Ao nos depararmos com apostilas e
vídeos de cursos de formação em coaching com técnicas e aporte teórico
da Psicologia (Teoria Cognitivo Comportamental, Neuropsicologia e Psicologia
Positiva), verificamos que o §1º reforça que tais usos desta Ciência se configuram como exercício
ilegal da profissão de Psicólogo. Este mesmo raciocínio serve para a técnica
Constelação Familiar e para aqueles que se autodenominam “Analista do
Comportamento”, cujo repertório teórico e de técnicas se baseiam na Teoria
Sistêmica de terapia familiar e conjugal e no Psicodrama. Diante do exposto,
conclui-se que:
- Reconhecemos estas ferramentas, o Coaching e Análise do Comportamento, como pertencentes ao campo da Psicologia e que somente um profissional devidamente registrado no Conselho Profissional tem a autorização para utilizá-las e em contextos específicos. Entendemos que aos não inscritos nos Conselhos, que mediante qualquer forma de publicidade, se propuserem a ofertar tais serviços, deverão ser aplicadas as penalidades cabíveis pelo exercício ilegal da Profissão de Psicólogo( Art. 30 da Lei 5.766/71);
- Não reconhecemos o Coach e Analista Comportamental como profissões haja vista que suas práticas interferem diretamente nas práticas profissionais da Psicologia (Art. 13º da Lei 4.119/62);
- Não reconhecemos as demais áreas de atuação de coaching conforme ofertado e praticado atualmente: para crianças, para vestibular, para concurso público, para engravidar, para casais, espiritual, entre outras que surgem;
- Não reconhecemos o Coaching como procedimento de intervenção para problemas de aprendizagem, de automutilação e de saúde mental e emocional nas escolas, visto que a Psicologia Escolar é uma das especialidades da Psicologia, cujos objetos de intervenção contemplam estas demandas.
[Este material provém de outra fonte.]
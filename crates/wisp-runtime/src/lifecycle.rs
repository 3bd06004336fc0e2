use std::collections::HashMap;
use std::sync::{Arc, LazyLock, Mutex};

use chrono::{DateTime, Utc};
use regex::Regex;
use tokio::sync::{RwLock, mpsc};
use wisp_build::{FunctionManifest, SourceBundle, WorkerArtifact, build_worker};

use crate::config::{SessionMode, WispConfig};
use crate::error::RuntimeError;
use crate::event::InvocationEvent;
use crate::provider::ExecutionProvider;
use crate::session::{ScriptLayout, Session, with_session};
use crate::storage::{ArtifactStore, WorkerMeta};
use crate::transport::Completed;

static WORKER_NAME: LazyLock<Regex> =
    LazyLock::new(|| Regex::new(r"^[A-Za-z0-9_-]{1,64}$").expect("worker name pattern is valid"));

/// A deployed worker version.
struct DeployedWorker {
    meta: WorkerMeta,
    artifact: Arc<WorkerArtifact>,
    /// Present in long-lived mode only.
    session: Option<Arc<Session>>,
    last_invoked_at: Mutex<Option<DateTime<Utc>>>,
}

/// Registry of deployed workers and the single entry point for invoking
/// them.
///
/// # Threading
///
/// `LifecycleManager` is `Send + Sync` and is typically wrapped in `Arc`.
/// The registry is behind an `RwLock`; invocations only take the read lock
/// long enough to resolve the worker, so any number can run at once.
pub struct LifecycleManager {
    provider: Arc<dyn ExecutionProvider>,
    layout: ScriptLayout,
    mode: SessionMode,
    store: Option<ArtifactStore>,
    /// worker_id → deployed version
    workers: RwLock<HashMap<String, Arc<DeployedWorker>>>,
    /// worker name → worker_id of its current version
    names: RwLock<HashMap<String, String>>,
}

impl LifecycleManager {
    pub fn new(provider: Arc<dyn ExecutionProvider>, layout: ScriptLayout, mode: SessionMode) -> Self {
        Self {
            provider,
            layout,
            mode,
            store: None,
            workers: RwLock::new(HashMap::new()),
            names: RwLock::new(HashMap::new()),
        }
    }

    /// Persist deployments in `store`.
    pub fn with_store(mut self, store: ArtifactStore) -> Result<Self, RuntimeError> {
        store.init()?;
        self.store = Some(store);
        Ok(self)
    }

    /// Build a manager from configuration, with a disk store.
    pub fn from_config(config: &WispConfig) -> Result<Self, RuntimeError> {
        let store_dir = config
            .store
            .dir
            .clone()
            .unwrap_or_else(ArtifactStore::default_path);
        Self::new(config.build_provider(), config.layout(), config.runtime.mode)
            .with_store(ArtifactStore::new(store_dir))
    }

    pub fn mode(&self) -> SessionMode {
        self.mode
    }

    /// Generate the worker script for `source` and register it under `name`.
    ///
    /// Deploying the same source again is a no-op. Deploying different
    /// source under an existing name retires the previous version, stopping
    /// its runtime.
    pub async fn deploy(&self, name: &str, source: SourceBundle) -> Result<WorkerMeta, RuntimeError> {
        if !WORKER_NAME.is_match(name) {
            return Err(RuntimeError::InvalidWorkerName(name.to_string()));
        }

        let digest = source.digest();
        let worker_id = format!("{name}@{}", &digest[..12]);

        // Fast path: this version is already deployed
        if let Some(existing) = self.workers.read().await.get(&worker_id) {
            tracing::debug!(worker_id, "Worker version already deployed");
            return Ok(existing.meta.clone());
        }

        let artifact = build_worker(&source)?;
        let meta = WorkerMeta {
            worker_id: worker_id.clone(),
            name: name.to_string(),
            source_digest: artifact.source_digest.clone(),
            functions: artifact.manifest().names().to_vec(),
            deployed_at: Utc::now().timestamp_millis(),
        };

        if let Some(store) = &self.store {
            store.store(&source, &artifact, &meta)?;
        }

        if let Err(e) = self.register(meta.clone(), artifact).await {
            if let Some(store) = &self.store
                && let Err(cleanup) = store.remove(&worker_id)
            {
                tracing::warn!(worker_id, "Failed to remove stored artifacts: {cleanup}");
            }
            return Err(e);
        }
        tracing::info!(worker_id, functions = ?meta.functions, "Worker deployed");
        Ok(meta)
    }

    async fn register(&self, meta: WorkerMeta, artifact: WorkerArtifact) -> Result<(), RuntimeError> {
        let session = match self.mode {
            SessionMode::LongLived => Some(Arc::new(
                Session::open(self.provider.as_ref(), &artifact, self.layout.clone()).await?,
            )),
            SessionMode::PerInvocation => None,
        };

        let worker_id = meta.worker_id.clone();
        let name = meta.name.clone();
        let worker = Arc::new(DeployedWorker {
            meta,
            artifact: Arc::new(artifact),
            session,
            last_invoked_at: Mutex::new(None),
        });

        self.workers.write().await.insert(worker_id.clone(), worker);
        let previous = self.names.write().await.insert(name, worker_id.clone());

        if let Some(previous) = previous
            && previous != worker_id
        {
            tracing::info!(worker_id = previous, replaced_by = worker_id, "Retiring previous worker version");
            self.undeploy(&previous).await?;
        }
        Ok(())
    }

    /// Remove a worker version. Its runtime, if any, is stopped once no
    /// invocation is using it.
    pub async fn undeploy(&self, worker_id: &str) -> Result<(), RuntimeError> {
        let worker = self
            .workers
            .write()
            .await
            .remove(worker_id)
            .ok_or_else(|| RuntimeError::WorkerNotFound(worker_id.to_string()))?;

        {
            let mut names = self.names.write().await;
            if names.get(&worker.meta.name).map(String::as_str) == Some(worker_id) {
                names.remove(&worker.meta.name);
            }
        }

        if let Some(store) = &self.store {
            store.remove(worker_id)?;
        }
        if let Some(session) = worker.session.clone() {
            // The registry entry and this clone are the only owners unless an
            // invocation is in flight.
            drop(worker);
            release_shared(session).await;
        }

        tracing::info!(worker_id, "Worker undeployed");
        Ok(())
    }

    /// Metadata of every deployed worker version, ordered by ID.
    pub async fn list_workers(&self) -> Vec<WorkerMeta> {
        let workers = self.workers.read().await;
        let mut metas: Vec<WorkerMeta> = workers.values().map(|w| w.meta.clone()).collect();
        metas.sort_by(|a, b| a.worker_id.cmp(&b.worker_id));
        metas
    }

    /// Resolve a worker by ID, or by name to its current version.
    pub async fn resolve(&self, worker: &str) -> Option<String> {
        if self.workers.read().await.contains_key(worker) {
            return Some(worker.to_string());
        }
        self.names.read().await.get(worker).cloned()
    }

    pub async fn functions(&self, worker: &str) -> Result<FunctionManifest, RuntimeError> {
        let deployed = self.lookup(worker).await?;
        Ok(deployed.artifact.manifest().clone())
    }

    pub async fn last_invoked_at(&self, worker: &str) -> Result<Option<DateTime<Utc>>, RuntimeError> {
        let deployed = self.lookup(worker).await?;
        Ok(*lock(&deployed.last_invoked_at))
    }

    async fn lookup(&self, worker: &str) -> Result<Arc<DeployedWorker>, RuntimeError> {
        let worker_id = self
            .resolve(worker)
            .await
            .ok_or_else(|| RuntimeError::WorkerNotFound(worker.to_string()))?;
        self.workers
            .read()
            .await
            .get(&worker_id)
            .cloned()
            .ok_or(RuntimeError::WorkerNotFound(worker_id))
    }

    /// Invoke `function` of a deployed worker.
    ///
    /// Log events are streamed to `events` as they are produced, followed
    /// by exactly one terminal `result` or `error` event carrying the same
    /// outcome as the return value.
    pub async fn invoke(
        &self,
        worker: &str,
        function: &str,
        payload: &serde_json::Value,
        events: &mpsc::Sender<InvocationEvent>,
    ) -> Result<Completed, RuntimeError> {
        let outcome = self.run_invocation(worker, function, payload, events).await;

        let terminal = match &outcome {
            Ok(completed) => InvocationEvent::Result {
                success: true,
                result: completed.value.clone(),
                duration: completed.duration.as_millis() as u64,
            },
            Err(e) => InvocationEvent::Error {
                error: e.event_message(),
            },
        };
        if events.send(terminal).await.is_err() {
            tracing::debug!(worker, function, "Caller disconnected before the terminal event");
        }
        outcome
    }

    async fn run_invocation(
        &self,
        worker: &str,
        function: &str,
        payload: &serde_json::Value,
        events: &mpsc::Sender<InvocationEvent>,
    ) -> Result<Completed, RuntimeError> {
        let deployed = self.lookup(worker).await?;
        let manifest = deployed.artifact.manifest();
        if !manifest.contains(function) {
            return Err(RuntimeError::FunctionNotFound {
                function: function.to_string(),
                available: manifest.names().join(", "),
            });
        }

        *lock(&deployed.last_invoked_at) = Some(Utc::now());
        let worker_id = deployed.meta.worker_id.as_str();
        tracing::info!(worker_id, function, mode = ?self.mode, "Invoking function");

        let outcome = match &deployed.session {
            Some(session) => session.invoke(function, payload, events).await,
            None => {
                with_session(
                    self.provider.as_ref(),
                    &deployed.artifact,
                    self.layout.clone(),
                    |handle| async move { handle.invoke(function, payload, events).await },
                )
                .await
            }
        };

        match &outcome {
            Ok(completed) => tracing::info!(
                worker_id,
                function,
                duration_ms = completed.duration.as_millis() as u64,
                "Invocation succeeded"
            ),
            Err(e) => tracing::info!(worker_id, function, "Invocation failed: {e}"),
        }
        outcome
    }

    /// Restore deployments persisted on disk (e.g. after a restart).
    ///
    /// Entries that fail to load are logged and skipped.
    pub async fn load_persisted(&self) {
        let Some(store) = &self.store else {
            return;
        };
        let ids = match store.list_worker_ids() {
            Ok(ids) => ids,
            Err(e) => {
                tracing::warn!("Failed to list persisted workers: {e}");
                return;
            }
        };

        for id in ids {
            if self.workers.read().await.contains_key(&id) {
                continue;
            }
            let meta = match store.load_meta(&id) {
                Ok(m) => m,
                Err(e) => {
                    tracing::warn!(worker_id = id, "Failed to load metadata: {e}");
                    continue;
                }
            };
            let source = match store.load_source(&id) {
                Ok(s) => s,
                Err(e) => {
                    tracing::warn!(worker_id = id, "Failed to load source: {e}");
                    continue;
                }
            };
            if source.digest() != meta.source_digest {
                tracing::warn!(worker_id = id, "Source digest mismatch, skipping");
                continue;
            }
            let artifact = match build_worker(&source) {
                Ok(a) => a,
                Err(e) => {
                    tracing::warn!(worker_id = id, "Failed to regenerate worker script: {e}");
                    continue;
                }
            };
            if let Err(e) = self.register(meta, artifact).await {
                tracing::warn!(worker_id = id, "Failed to restore worker: {e}");
                continue;
            }
            tracing::info!(worker_id = id, "Persisted worker restored");
        }
    }

    /// Stop every long-lived runtime. Deployments stay on disk.
    pub async fn shutdown(&self) {
        let workers: Vec<_> = self.workers.write().await.drain().map(|(_, w)| w).collect();
        self.names.write().await.clear();
        for worker in workers {
            if let Some(session) = worker.session.clone() {
                drop(worker);
                release_shared(session).await;
            }
        }
    }
}

/// Release a shared session now if nothing else holds it; otherwise the last
/// holder's drop stops the runtime.
async fn release_shared(session: Arc<Session>) {
    match Arc::try_unwrap(session) {
        Ok(session) => {
            if let Err(e) = session.release().await {
                tracing::warn!("{e}");
            }
        }
        Err(shared) => {
            tracing::debug!(
                runtime_id = shared.runtime_id(),
                "Runtime in use; it stops when the last invocation finishes"
            );
        }
    }
}

fn lock<T>(mutex: &Mutex<T>) -> std::sync::MutexGuard<'_, T> {
    mutex.lock().unwrap_or_else(|poisoned| poisoned.into_inner())
}
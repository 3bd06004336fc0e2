//! The isolated-execution provider seam.
//!
//! A provider creates isolated runtimes; a runtime accepts files, runs
//! commands whose output arrives as channel-tagged chunks, and is stopped
//! when no longer needed. Process creation, sandboxing and resource limits
//! belong to the implementation behind these traits.

use std::future::Future;
use std::pin::Pin;
use std::sync::Arc;

use tokio::sync::mpsc;

use crate::event::Channel;

pub type BoxFuture<'a, T> = Pin<Box<dyn Future<Output = T> + Send + 'a>>;

/// A raw write observed on one of the process's output channels.
///
/// Chunk boundaries carry no meaning: a line, or a result record, may be
/// split across any number of chunks.
#[derive(Debug, Clone, PartialEq, Eq)]
pub struct OutputChunk {
    pub channel: Channel,
    pub data: Vec<u8>,
}

impl OutputChunk {
    pub fn stdout(data: impl Into<Vec<u8>>) -> Self {
        Self {
            channel: Channel::Stdout,
            data: data.into(),
        }
    }

    pub fn stderr(data: impl Into<Vec<u8>>) -> Self {
        Self {
            channel: Channel::Stderr,
            data: data.into(),
        }
    }
}

#[derive(Debug, Clone, PartialEq, Eq)]
pub struct CommandSpec {
    pub program: String,
    pub args: Vec<String>,
}

/// How the process ended. `code` is `None` when it was killed.
#[derive(Debug, Clone, Copy, PartialEq, Eq)]
pub struct ExitStatus {
    pub code: Option<i32>,
}

impl ExitStatus {
    pub fn success(&self) -> bool {
        self.code == Some(0)
    }
}

/// A launched command: its output stream and its termination.
///
/// `output` closes once both channels are drained; `exit` resolves when the
/// process terminates.
pub struct RunningProcess {
    pub output: mpsc::Receiver<OutputChunk>,
    pub exit: BoxFuture<'static, anyhow::Result<ExitStatus>>,
}

/// Facade over the system that creates isolated runtimes.
pub trait ExecutionProvider: Send + Sync {
    fn name(&self) -> &str;

    fn create_runtime(&self) -> BoxFuture<'_, anyhow::Result<Arc<dyn IsolatedRuntime>>>;
}

/// One isolated runtime instance.
pub trait IsolatedRuntime: Send + Sync {
    fn id(&self) -> &str;

    /// Write a file at `path`, relative to the runtime's working directory.
    fn write_file<'a>(
        &'a self,
        path: &'a str,
        contents: &'a [u8],
    ) -> BoxFuture<'a, anyhow::Result<()>>;

    /// Launch a command, streaming its output.
    fn run<'a>(&'a self, command: &'a CommandSpec) -> BoxFuture<'a, anyhow::Result<RunningProcess>>;

    /// Tear the runtime down. Running processes are terminated.
    fn stop(&self) -> BoxFuture<'_, anyhow::Result<()>>;
}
Reforçando esse entendimento, foi aprovado por unanimidade, o Projeto de Lei 3.688/2000, que dispõe sobre serviços de Psicologia e de Serviço Social nas Redes Públicas de Educação Básica. O PL segue para sanção do Poder Executivo e destaca em seu texto que as equipes multiprofissionais deverão desenvolver ações voltadas para a melhoria da qualidade do processo de ensino-aprendizagem, com a participação da comunidade escolar, atuando na mediação das relações sociais e institucionais;
- Não reconhecemos o Coaching como procedimento de intervenção para problemas de saúde mental, haja vista a complexidade de tal demanda, sendo a Psicologia uma profissão reconhecida como profissão de saúde conforme Resolução 218 de 06/03/1997 do Conselho Nacional de Saúde;
- Consideramos equivocada a livre oferta de cursos de pós-graduação com a utilização do nome Psicologia, como especialidade, a públicos diversos e por muitas vezes sem formação em saúde, tais como: Psicologia Positiva, Psicologia Organizacional, Psicologia Hospitalar, Análise do Comportamento, dentre outros, visto que o principal objetivo da pós-graduação é instrumentalizar a formação da graduação, para uma melhor qualificação profissional. Tais especialidades vão de encontro às especialidades já reconhecidas pelo Conselho Federal de Psicologia para os profissionais psicólogos (Resolução CFP 13/2007 e a 03/2016).
Fonte: Comissão de Orientação e Fiscalização (COF).
Conselho Regional de Psicologia do Distrito Federal.